It is not the healthy who need a doctor, but the sick. –Matthew 9:12b, NIV
Their minds were racking up questions, like a mile per minute. Every time Jesus walked along the way, the Pharisees and Sadducees were picking a little, talking a little bit more garbage about Him. They couldn’t refuse to spew out juicy gossip every time they saw Him cast demons out with authority, or raise a dead person to live, or bring a blind person back to life. Oh, they were pretty good gossips!
Aye, they were good at questioning authority! How lame was it that they couldn’t answer Jesus’ simple question about resurrection (they wanted to find a way to find flaw in His teachings), while they couldn’t make more wells, or couldn’t improve Judea’s education levels, or at least stop sucking up to Rome! And they complained that they weren’t sick…
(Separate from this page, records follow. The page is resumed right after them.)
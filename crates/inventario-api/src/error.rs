use thiserror::Error;

/// Top-level error type for the `inventario-api` crate.
///
/// Covers every failure mode of the backend client: transport, HTTP
/// status, structured rejections and payload decoding. `inventario-core`
/// maps these into user-facing messages.
#[derive(Debug, Error)]
pub enum Error {
    // ── Transport ───────────────────────────────────────────────────
    /// HTTP transport error (connection refused, DNS failure, timeout, etc.)
    #[error("HTTP transport error: {0}")]
    Transport(#[from] reqwest::Error),

    /// URL parsing error.
    #[error("Invalid URL: {0}")]
    InvalidUrl(#[from] url::ParseError),

    /// The underlying `reqwest::Client` could not be constructed.
    #[error("failed to build HTTP client: {0}")]
    ClientBuild(String),

    // ── Backend responses ───────────────────────────────────────────
    /// Non-success status on a read endpoint.
    #[error("Error HTTP: {status}")]
    Http { status: u16 },

    /// Non-success status on a write endpoint. `message` holds the
    /// backend's `{"error": "..."}` text when the body carried one.
    #[error("request rejected (HTTP {status}){}", rejection_suffix(.message.as_deref()))]
    Rejected {
        status: u16,
        message: Option<String>,
    },

    // ── Data ────────────────────────────────────────────────────────
    /// JSON deserialization failed, with the raw body for debugging.
    #[error("Deserialization error: {message}")]
    Deserialization { message: String, body: String },
}

impl Error {
    /// HTTP status carried by this error, if the backend answered at all.
    pub fn status(&self) -> Option<u16> {
        match self {
            Self::Http { status } | Self::Rejected { status, .. } => Some(*status),
            Self::Transport(e) => e.status().map(|s| s.as_u16()),
            _ => None,
        }
    }

    /// Returns `true` if the request never reached the backend or timed out.
    pub fn is_transport(&self) -> bool {
        matches!(self, Self::Transport(_))
    }

    /// The backend's own error message, if it sent one.
    pub fn api_message(&self) -> Option<&str> {
        match self {
            Self::Rejected { message, .. } => message.as_deref(),
            _ => None,
        }
    }
}

fn rejection_suffix(message: Option<&str>) -> String {
    message.map(|m| format!(": {m}")).unwrap_or_default()
}
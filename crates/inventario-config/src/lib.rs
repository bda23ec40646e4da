//! Configuration for the inventory client.
//!
//! TOML profiles naming backend URLs, merged with `INVENTARIO_`-prefixed
//! environment variables, and translated to `inventario_core::ClientConfig`.
//! CLI flags are layered on top by the binary.

use std::collections::HashMap;
use std::path::{Path, PathBuf};
use std::time::Duration;

use directories::ProjectDirs;
use figment::{
    Figment,
    providers::{Env, Format, Serialized, Toml},
};
use serde::{Deserialize, Serialize};
use thiserror::Error;

use inventario_core::{ClientConfig, DEFAULT_API_URL};

const ENV_PREFIX: &str = "INVENTARIO_";

// ── Error ───────────────────────────────────────────────────────────

#[derive(Debug, Error)]
pub enum ConfigError {
    #[error("invalid {field}: {reason}")]
    Validation { field: String, reason: String },

    #[error("profile '{0}' not found in config")]
    UnknownProfile(String),

    #[error("failed to serialize config: {0}")]
    Serialization(#[from] toml::ser::Error),

    #[error("config loading failed: {0}")]
    Figment(Box<figment::Error>),

    #[error("IO error: {0}")]
    Io(#[from] std::io::Error),
}

impl From<figment::Error> for ConfigError {
    fn from(err: figment::Error) -> Self {
        Self::Figment(Box::new(err))
    }
}

// ── TOML config structs ─────────────────────────────────────────────

/// Top-level TOML configuration.
#[derive(Debug, Clone, PartialEq, Eq, Deserialize, Serialize)]
pub struct Config {
    /// Profile used when none is named on the command line.
    pub default_profile: Option<String>,

    #[serde(default)]
    pub defaults: Defaults,

    /// Named backend profiles.
    #[serde(default)]
    pub profiles: HashMap<String, Profile>,
}

impl Default for Config {
    fn default() -> Self {
        Self {
            default_profile: Some("default".into()),
            defaults: Defaults::default(),
            profiles: HashMap::new(),
        }
    }
}

#[derive(Debug, Clone, Default, PartialEq, Eq, Deserialize, Serialize)]
pub struct Defaults {
    /// Request timeout in seconds. Absent means no timeout.
    #[serde(default, skip_serializing_if = "Option::is_none")]
    pub timeout: Option<u64>,
}

/// A named backend profile.
#[derive(Debug, Clone, PartialEq, Eq, Deserialize, Serialize)]
pub struct Profile {
    /// API root, e.g. "http://192.168.5.59:5010/api".
    pub api_url: String,

    /// Override the default timeout (seconds).
    #[serde(default, skip_serializing_if = "Option::is_none")]
    pub timeout: Option<u64>,
}

// ── Config file path ────────────────────────────────────────────────

/// Resolve the config file path via XDG / platform conventions.
pub fn config_path() -> PathBuf {
    ProjectDirs::from("com", "inventario", "inventario").map_or_else(
        || {
            let mut p = dirs_fallback();
            p.push("config.toml");
            p
        },
        |dirs| dirs.config_dir().join("config.toml"),
    )
}

fn dirs_fallback() -> PathBuf {
    let mut p = PathBuf::from(std::env::var("HOME").unwrap_or_else(|_| ".".into()));
    p.push(".config");
    p.push("inventario");
    p
}

// ── Config loading ──────────────────────────────────────────────────

/// Load the full Config from the canonical file + environment.
pub fn load_config() -> Result<Config, ConfigError> {
    load_config_from(&config_path())
}

/// Load config from `path` + environment. A missing file is not an error.
pub fn load_config_from(path: &Path) -> Result<Config, ConfigError> {
    let figment = Figment::new()
        .merge(Serialized::defaults(Config::default()))
        .merge(Toml::file(path))
        .merge(Env::prefixed(ENV_PREFIX).split("__"));

    let config: Config = figment.extract()?;
    Ok(config)
}

// ── Config saving ───────────────────────────────────────────────────

/// Serialize config to TOML and write to the canonical config path.
pub fn save_config(cfg: &Config) -> Result<(), ConfigError> {
    save_config_to(cfg, &config_path())
}

pub fn save_config_to(cfg: &Config, path: &Path) -> Result<(), ConfigError> {
    if let Some(parent) = path.parent() {
        std::fs::create_dir_all(parent)?;
    }
    let toml_str = toml::to_string_pretty(cfg)?;
    std::fs::write(path, toml_str)?;
    Ok(())
}

// ── Translation to core config ──────────────────────────────────────

/// Build a `ClientConfig` from a profile, falling back to `defaults`
/// for anything the profile leaves out.
pub fn profile_to_client_config(
    profile: &Profile,
    defaults: &Defaults,
) -> Result<ClientConfig, ConfigError> {
    let url = validate_api_url(&profile.api_url)?;
    let timeout = profile
        .timeout
        .or(defaults.timeout)
        .filter(|secs| *secs > 0)
        .map(Duration::from_secs);

    Ok(ClientConfig::new(url).with_timeout(timeout))
}

/// Resolve the client config for `profile_name`, or the default profile.
///
/// A named profile must exist. When no name is given and the default
/// profile is not defined, the built-in backend URL is used.
pub fn resolve_client_config(
    cfg: &Config,
    profile_name: Option<&str>,
) -> Result<ClientConfig, ConfigError> {
    if let Some(name) = profile_name {
        let profile = cfg
            .profiles
            .get(name)
            .ok_or_else(|| ConfigError::UnknownProfile(name.into()))?;
        return profile_to_client_config(profile, &cfg.defaults);
    }

    let default = cfg
        .default_profile
        .as_deref()
        .and_then(|name| cfg.profiles.get(name));
    match default {
        Some(profile) => profile_to_client_config(profile, &cfg.defaults),
        None => Ok(ClientConfig::new(DEFAULT_API_URL)
            .with_timeout(cfg.defaults.timeout.filter(|s| *s > 0).map(Duration::from_secs))),
    }
}

/// Check that `raw` is an absolute http(s) URL and return it unchanged.
pub fn validate_api_url(raw: &str) -> Result<String, ConfigError> {
    let url: url::Url = raw.parse().map_err(|_| ConfigError::Validation {
        field: "api_url".into(),
        reason: format!("invalid URL: {raw}"),
    })?;
    match url.scheme() {
        "http" | "https" => Ok(raw.to_owned()),
        other => Err(ConfigError::Validation {
            field: "api_url".into(),
            reason: format!("expected http or https, got '{other}'"),
        }),
    }
}

#[cfg(test)]
#[allow(clippy::unwrap_used)]
mod tests {
    use super::*;
    use pretty_assertions::assert_eq;

    fn profile(url: &str, timeout: Option<u64>) -> Profile {
        Profile {
            api_url: url.into(),
            timeout,
        }
    }

    #[test]
    fn missing_file_yields_defaults() {
        let dir = tempfile::tempdir().unwrap();
        let cfg = load_config_from(&dir.path().join("nope.toml")).unwrap();
        assert_eq!(cfg.default_profile.as_deref(), Some("default"));
        assert!(cfg.profiles.is_empty());
        assert_eq!(cfg.defaults.timeout, None);
    }

    #[test]
    fn toml_profiles_are_loaded() {
        let dir = tempfile::tempdir().unwrap();
        let path = dir.path().join("config.toml");
        std::fs::write(
            &path,
            r#"
default_profile = "almacen"

[defaults]
timeout = 15

[profiles.almacen]
api_url = "http://192.168.5.59:5010/api"
"#,
        )
        .unwrap();

        let cfg = load_config_from(&path).unwrap();
        assert_eq!(cfg.default_profile.as_deref(), Some("almacen"));
        assert_eq!(cfg.defaults.timeout, Some(15));
        assert_eq!(
            cfg.profiles["almacen"].api_url,
            "http://192.168.5.59:5010/api"
        );
    }

    #[test]
    fn save_then_load_preserves_profiles() {
        let dir = tempfile::tempdir().unwrap();
        let path = dir.path().join("nested").join("config.toml");

        let mut cfg = Config::default();
        cfg.profiles
            .insert("default".into(), profile("http://localhost:5010/api", Some(5)));
        save_config_to(&cfg, &path).unwrap();

        assert_eq!(load_config_from(&path).unwrap(), cfg);
    }

    #[test]
    fn profile_timeout_overrides_default() {
        let defaults = Defaults { timeout: Some(30) };

        let own = profile_to_client_config(&profile("http://h/api", Some(5)), &defaults).unwrap();
        assert_eq!(own.timeout, Some(Duration::from_secs(5)));

        let inherited = profile_to_client_config(&profile("http://h/api", None), &defaults).unwrap();
        assert_eq!(inherited.timeout, Some(Duration::from_secs(30)));
    }

    #[test]
    fn zero_timeout_means_disabled() {
        let cfg = profile_to_client_config(&profile("http://h/api", Some(0)), &Defaults::default())
            .unwrap();
        assert_eq!(cfg.timeout, None);
    }

    #[test]
    fn invalid_urls_are_rejected() {
        assert!(matches!(
            validate_api_url("not a url"),
            Err(ConfigError::Validation { .. })
        ));
        assert!(matches!(
            validate_api_url("ftp://host/api"),
            Err(ConfigError::Validation { .. })
        ));
    }

    #[test]
    fn named_profile_must_exist() {
        let err = resolve_client_config(&Config::default(), Some("oficina")).unwrap_err();
        assert!(matches!(err, ConfigError::UnknownProfile(ref name) if name == "oficina"));
    }

    #[test]
    fn missing_default_profile_falls_back_to_builtin_url() {
        let cfg = resolve_client_config(&Config::default(), None).unwrap();
        assert_eq!(cfg.api_url, DEFAULT_API_URL);
        assert_eq!(cfg.timeout, None);
    }
}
Those men didn’t have cancer. Or at least mesothelioma. What about rheumatoid arthritis, HIV/AIDS, osteoporosis (men could have that, too, y’know!), or any other serious condition. But they were sick. Really sick.
Their eyesight was as ephemeral as a naked mole rat (sorry, Rufus!). Their eyes were as clogged as a mighty ear-wax buildup. They could eat, but everything they could taste was like manure; not even something sweet like honey, or even soft and silky like milk. They could walk, but they couldn’t look beyond the wooden beam in their eyes. There was nothing else they could enjoy about life. Their eyes were lost in the sea of imperfection, while their minds were set on the islands of self-centeredness. The one we were all shipwrecked once.